Take the lines below between the one holding "sqlx::Error::PoolTimedOut | sqlx::Error::PoolClosed" and the one holding "fn from(e: serde_json::Error)", inclusive, and copy them exactly. Add nothing.
++++ The data ++++
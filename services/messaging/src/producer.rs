//! JSON producer for notification and dead-letter topics.

use crate::config::KafkaConfig;
use base64::{engine::general_purpose::STANDARD, Engine};
use rdkafka::message::{Header, OwnedHeaders};
use rdkafka::producer::{FutureProducer, FutureRecord, Producer};
use rdkafka::util::Timeout;
use std::time::Duration;
use thiserror::Error;
use tracing::{debug, info, instrument, warn};
use uuid::Uuid;

/// Errors that can occur during message production
#[derive(Error, Debug)]
pub enum ProducerError {
    #[error("Failed to create producer: {0}")]
    CreationError(String),

    #[error("Failed to serialize message: {0}")]
    SerializationError(String),

    #[error("Failed to send message to topic {topic}: {message}")]
    SendError { topic: String, message: String },

    #[error("Producer flush timed out after {0:?}")]
    Timeout(Duration),
}

/// Where a message landed
#[derive(Debug, Clone)]
pub struct DeliveryResult {
    pub topic: String,
    pub partition: i32,
    pub offset: i64,
}

/// Message to be sent to Kafka
#[derive(Debug, Clone)]
pub struct OutgoingMessage {
    pub topic: String,
    /// Partitioning key; image keys keep per-image ordering
    pub key: Option<String>,
    pub payload: Vec<u8>,
    pub headers: Vec<(String, String)>,
}

impl OutgoingMessage {
    /// Create a message with a JSON payload
    pub fn json<T: serde::Serialize>(
        topic: impl Into<String>,
        message: &T,
    ) -> Result<Self, ProducerError> {
        let payload = serde_json::to_vec(message)
            .map_err(|e| ProducerError::SerializationError(e.to_string()))?;

        Ok(Self {
            topic: topic.into(),
            key: None,
            payload,
            headers: Vec::new(),
        })
    }

    pub fn with_key(mut self, key: impl Into<String>) -> Self {
        self.key = Some(key.into());
        self
    }

    pub fn with_header(mut self, key: impl Into<String>, value: impl Into<String>) -> Self {
        self.headers.push((key.into(), value.into()));
        self
    }

    pub fn with_message_type(self, message_type: impl Into<String>) -> Self {
        self.with_header("message-type", message_type)
    }
}

/// Kafka producer wrapper
pub struct PrismProducer {
    producer: FutureProducer,
    config: KafkaConfig,
    timeout: Duration,
}

impl PrismProducer {
    pub fn new(config: KafkaConfig) -> Result<Self, ProducerError> {
        info!(brokers = %config.bootstrap_servers, "Creating Kafka producer");

        let producer: FutureProducer = config
            .producer_client_config()
            .create()
            .map_err(|e| ProducerError::CreationError(e.to_string()))?;

        let timeout = config.request_timeout();

        Ok(Self {
            producer,
            config,
            timeout,
        })
    }

    pub fn config(&self) -> &KafkaConfig {
        &self.config
    }

    /// Send a message and wait for the broker acknowledgement
    #[instrument(skip(self, message), fields(topic = %message.topic, key = ?message.key))]
    pub async fn send(&self, message: OutgoingMessage) -> Result<DeliveryResult, ProducerError> {
        let mut headers = OwnedHeaders::new();
        for (key, value) in &message.headers {
            headers = headers.insert(Header {
                key: key.as_str(),
                value: Some(value.as_bytes()),
            });
        }

        let mut record = FutureRecord::to(&message.topic)
            .payload(&message.payload)
            .headers(headers);

        if let Some(ref key) = message.key {
            record = record.key(key);
        }

        let (partition, offset) = self
            .producer
            .send(record, Timeout::After(self.timeout))
            .await
            .map_err(|(e, _)| ProducerError::SendError {
                topic: message.topic.clone(),
                message: e.to_string(),
            })?;

        debug!(partition, offset, size = message.payload.len(), "Message delivered");

        Ok(DeliveryResult {
            topic: message.topic,
            partition,
            offset,
        })
    }

    /// Publish a JSON document to the notifications topic, keyed for per-key ordering
    pub async fn send_notification<T: serde::Serialize>(
        &self,
        key: &str,
        message_type: &str,
        notification: &T,
    ) -> Result<DeliveryResult, ProducerError> {
        let message = OutgoingMessage::json(&self.config.topics.notifications, notification)?
            .with_key(key)
            .with_message_type(message_type);

        self.send(message).await
    }

    /// Forward an unprocessable message to the dead letter topic
    pub async fn send_to_dlq(
        &self,
        original_topic: &str,
        original_message: &[u8],
        error: &str,
    ) -> Result<DeliveryResult, ProducerError> {
        let dlq_message = serde_json::json!({
            "original_topic": original_topic,
            "original_message_base64": STANDARD.encode(original_message),
            "error": error,
            "timestamp": chrono::Utc::now().to_rfc3339(),
        });

        let message = OutgoingMessage::json(&self.config.topics.dead_letter_queue, &dlq_message)?
            .with_key(Uuid::new_v4().to_string())
            .with_message_type("dead_letter")
            .with_header("original-topic", original_topic)
            .with_header("error-reason", error);

        self.send(message).await
    }

    pub fn flush(&self, timeout: Duration) -> Result<(), ProducerError> {
        self.producer
            .flush(Timeout::After(timeout))
            .map_err(|_| ProducerError::Timeout(timeout))
    }
}

impl Drop for PrismProducer {
    fn drop(&mut self) {
        if let Err(e) = self.flush(Duration::from_secs(5)) {
            warn!(error = %e, "Failed to flush producer on shutdown");
        }
    }
}

#[cfg(test)]
mod tests {
    use super::*;

    #[test]
    fn test_json_message_builder() {
        let message = OutgoingMessage::json("prism.notifications", &serde_json::json!({"a": 1}))
            .unwrap()
            .with_key("uploads/abc.jpg")
            .with_message_type("image_completed");

        assert_eq!(message.key.as_deref(), Some("uploads/abc.jpg"));
        assert_eq!(message.headers, vec![("message-type".to_string(), "image_completed".to_string())]);
        assert_eq!(message.payload, br#"{"a":1}"#.to_vec());
    }
}
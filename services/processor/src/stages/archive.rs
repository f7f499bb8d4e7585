use super::{archive_prefix, ImageRef, StageOutput};
use crate::error::StageError;
use crate::model::StageRecord;
use crate::object_store::ObjectStore;
use chrono::NaiveDate;
use futures::future::try_join_all;
use std::sync::Arc;
use tracing::{info, instrument};

/// Derived keys available to archive
#[derive(Debug, Clone, Default, PartialEq, Eq)]
pub struct Renditions {
    pub resized: Option<String>,
    pub thumbnail: Option<String>,
}

/// Archive prefix the objects were copied under
#[derive(Debug, Clone, PartialEq, Eq)]
pub struct ArchiveLocation(pub String);

impl StageOutput for ArchiveLocation {
    fn stage_record(&self, attempts: u32) -> StageRecord {
        StageRecord::completed(attempts).with_output_key(self.0.clone())
    }
}

/// Copies the original and its renditions into the archive bucket
pub struct ArchiveStage {
    objects: Arc<dyn ObjectStore>,
    archive_bucket: String,
}

impl ArchiveStage {
    pub fn new(objects: Arc<dyn ObjectStore>, archive_bucket: impl Into<String>) -> Self {
        Self {
            objects,
            archive_bucket: archive_bucket.into(),
        }
    }

    #[instrument(skip(self, renditions), fields(image_key = %image.image_key))]
    pub async fn run(
        &self,
        image: &ImageRef,
        renditions: &Renditions,
        date: NaiveDate,
    ) -> Result<ArchiveLocation, StageError> {
        let prefix = archive_prefix(date, &image.image_key);

        let mut copies = vec![(image.image_key.as_str(), format!("{prefix}original.jpg"))];
        if let Some(ref resized) = renditions.resized {
            copies.push((resized.as_str(), format!("{prefix}resized.jpg")));
        }
        if let Some(ref thumbnail) = renditions.thumbnail {
            copies.push((thumbnail.as_str(), format!("{prefix}thumbnail.jpg")));
        }

        try_join_all(copies.iter().map(|(src, dst)| {
            self.objects
                .copy(&image.bucket, src, &self.archive_bucket, dst)
        }))
        .await?;

        info!(archived_location = %prefix, objects = copies.len(), "Image archived");
        Ok(ArchiveLocation(prefix))
    }
}
//! Error taxonomy for the processor.
//!
//! Collaborator errors ([`ObjectStoreError`], [`MetadataError`],
//! [`CodecError`]) know whether they are transient. [`StageError`] is what a
//! stage handler surfaces to the orchestrator; the orchestrator only looks at
//! [`StageError::is_retryable`] and [`StageError::terminal_status`].

use crate::model::ImageStatus;
use thiserror::Error;

/// Errors from the object store
#[derive(Error, Debug, Clone, PartialEq, Eq)]
pub enum ObjectStoreError {
    #[error("object not found: {bucket}/{key}")]
    NotFound { bucket: String, key: String },

    /// Ranged read starting past the end of the object
    #[error("requested range not satisfiable: {bucket}/{key}")]
    RangeNotSatisfiable { bucket: String, key: String },

    #[error("object store unavailable: {0}")]
    Unavailable(String),

    #[error("object store throttled the request: {0}")]
    Throttled(String),

    #[error("object store request timed out: {0}")]
    Timeout(String),

    #[error("object store request failed: {0}")]
    Other(String),
}

impl ObjectStoreError {
    pub fn is_transient(&self) -> bool {
        matches!(
            self,
            ObjectStoreError::Unavailable(_)
                | ObjectStoreError::Throttled(_)
                | ObjectStoreError::Timeout(_)
        )
    }
}

/// Errors from the metadata store
#[derive(Error, Debug, Clone, PartialEq, Eq)]
pub enum MetadataError {
    #[error("image record not found: {0}")]
    NotFound(String),

    #[error("metadata store unavailable: {0}")]
    Unavailable(String),

    #[error("failed to (de)serialize record: {0}")]
    Serialization(String),

    #[error("metadata store query failed: {0}")]
    Database(String),
}

impl MetadataError {
    pub fn is_transient(&self) -> bool {
        matches!(self, MetadataError::Unavailable(_))
    }
}

impl From<sqlx::Error> for MetadataError {
    fn from(e: sqlx::Error) -> Self {
        match e {
            sqlx::Error::RowNotFound => MetadataError::NotFound(e.to_string()),
            sqlx::Error::PoolTimedOut | sqlx::Error::PoolClosed | sqlx::Error::Io(_) => {
                MetadataError::Unavailable(e.to_string())
            }
            sqlx::Error::Decode(_) | sqlx::Error::ColumnDecode { .. } => {
                MetadataError::Serialization(e.to_string())
            }
            _ => MetadataError::Database(e.to_string()),
        }
    }
}

impl From<serde_json::Error> for MetadataError {
    fn from(e: serde_json::Error) -> Self {
        MetadataError::Serialization(e.to_string())
    }
}

/// Errors from the image codec
#[derive(Error, Debug, Clone, PartialEq, Eq)]
pub enum CodecError {
    #[error("unsupported image format: {0}")]
    UnsupportedFormat(String),

    #[error("{0}")]
    Decode(String),

    #[error("failed to encode JPEG: {0}")]
    Encode(String),
}

/// Failure surfaced by a stage handler
#[derive(Error, Debug)]
pub enum StageError {
    /// Byte prefix matched no known signature
    #[error("Invalid image format")]
    InvalidImage,

    /// Body is corrupt despite a valid signature
    #[error("Failed to decode image: {0}")]
    Decode(String),

    #[error(transparent)]
    Storage(#[from] ObjectStoreError),

    #[error(transparent)]
    Metadata(#[from] MetadataError),

    #[error("missing upstream output: {0}")]
    MissingInput(String),

    #[error("{0}")]
    Internal(String),
}

impl StageError {
    /// Only transient infrastructure errors are retried
    pub fn is_retryable(&self) -> bool {
        match self {
            StageError::Storage(e) => e.is_transient(),
            StageError::Metadata(e) => e.is_transient(),
            _ => false,
        }
    }

    /// Terminal image status when this error ends the run
    pub fn terminal_status(&self) -> ImageStatus {
        match self {
            StageError::InvalidImage => ImageStatus::Rejected,
            _ => ImageStatus::Failed,
        }
    }

    pub fn kind(&self) -> &'static str {
        match self {
            StageError::InvalidImage => "invalid_image",
            StageError::Decode(_) => "decode",
            StageError::Storage(e) if e.is_transient() => "transient",
            StageError::Metadata(e) if e.is_transient() => "transient",
            StageError::Storage(_) | StageError::Metadata(_) => "storage",
            StageError::MissingInput(_) => "missing_input",
            StageError::Internal(_) => "internal",
        }
    }
}

impl From<CodecError> for StageError {
    fn from(e: CodecError) -> Self {
        match e {
            CodecError::UnsupportedFormat(msg) | CodecError::Decode(msg) => StageError::Decode(msg),
            CodecError::Encode(msg) => StageError::Internal(format!("failed to encode JPEG: {msg}")),
        }
    }
}

impl From<tokio::task::JoinError> for StageError {
    fn from(e: tokio::task::JoinError) -> Self {
        StageError::Internal(format!("codec task failed: {e}"))
    }
}

#[cfg(test)]
mod tests {
    use super::*;

    #[test]
    fn test_transient_classification() {
        assert!(ObjectStoreError::Unavailable("503".into()).is_transient());
        assert!(ObjectStoreError::Throttled("SlowDown".into()).is_transient());
        assert!(ObjectStoreError::Timeout("read".into()).is_transient());
        assert!(!ObjectStoreError::NotFound {
            bucket: "b".into(),
            key: "k".into()
        }
        .is_transient());
        assert!(!ObjectStoreError::Other("denied".into()).is_transient());

        assert!(MetadataError::Unavailable("pool".into()).is_transient());
        assert!(!MetadataError::Database("syntax".into()).is_transient());
    }

    #[test]
    fn test_stage_error_retry_and_status() {
        let rejected = StageError::InvalidImage;
        assert!(!rejected.is_retryable());
        assert_eq!(rejected.terminal_status(), ImageStatus::Rejected);
        assert_eq!(rejected.to_string(), "Invalid image format");

        let decode: StageError = CodecError::Decode("truncated".into()).into();
        assert!(!decode.is_retryable());
        assert_eq!(decode.terminal_status(), ImageStatus::Failed);

        let transient: StageError = ObjectStoreError::Unavailable("503".into()).into();
        assert!(transient.is_retryable());
        assert_eq!(transient.terminal_status(), ImageStatus::Failed);
        assert_eq!(transient.kind(), "transient");

        let unknown = StageError::Internal("boom".into());
        assert!(!unknown.is_retryable());
    }

    #[test]
    fn test_sqlx_pool_errors_are_transient() {
        let e: MetadataError = sqlx::Error::PoolTimedOut.into();
        assert!(e.is_transient());

        let e: MetadataError = sqlx::Error::RowNotFound.into();
        assert!(matches!(e, MetadataError::NotFound(_)));
    }
}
++++
--- Result for this task ---
            sqlx::Error::PoolTimedOut | sqlx::Error::PoolClosed | sqlx::Error::Io(_) => {
                MetadataError::Unavailable(e.to_string())
            }
            sqlx::Error::Decode(_) | sqlx::Error::ColumnDecode { .. } => {
                MetadataError::Serialization(e.to_string())
            }
            _ => MetadataError::Database(e.to_string()),
        }
    }
}

impl From<serde_json::Error> for MetadataError {
    fn from(e: serde_json::Error) -> Self {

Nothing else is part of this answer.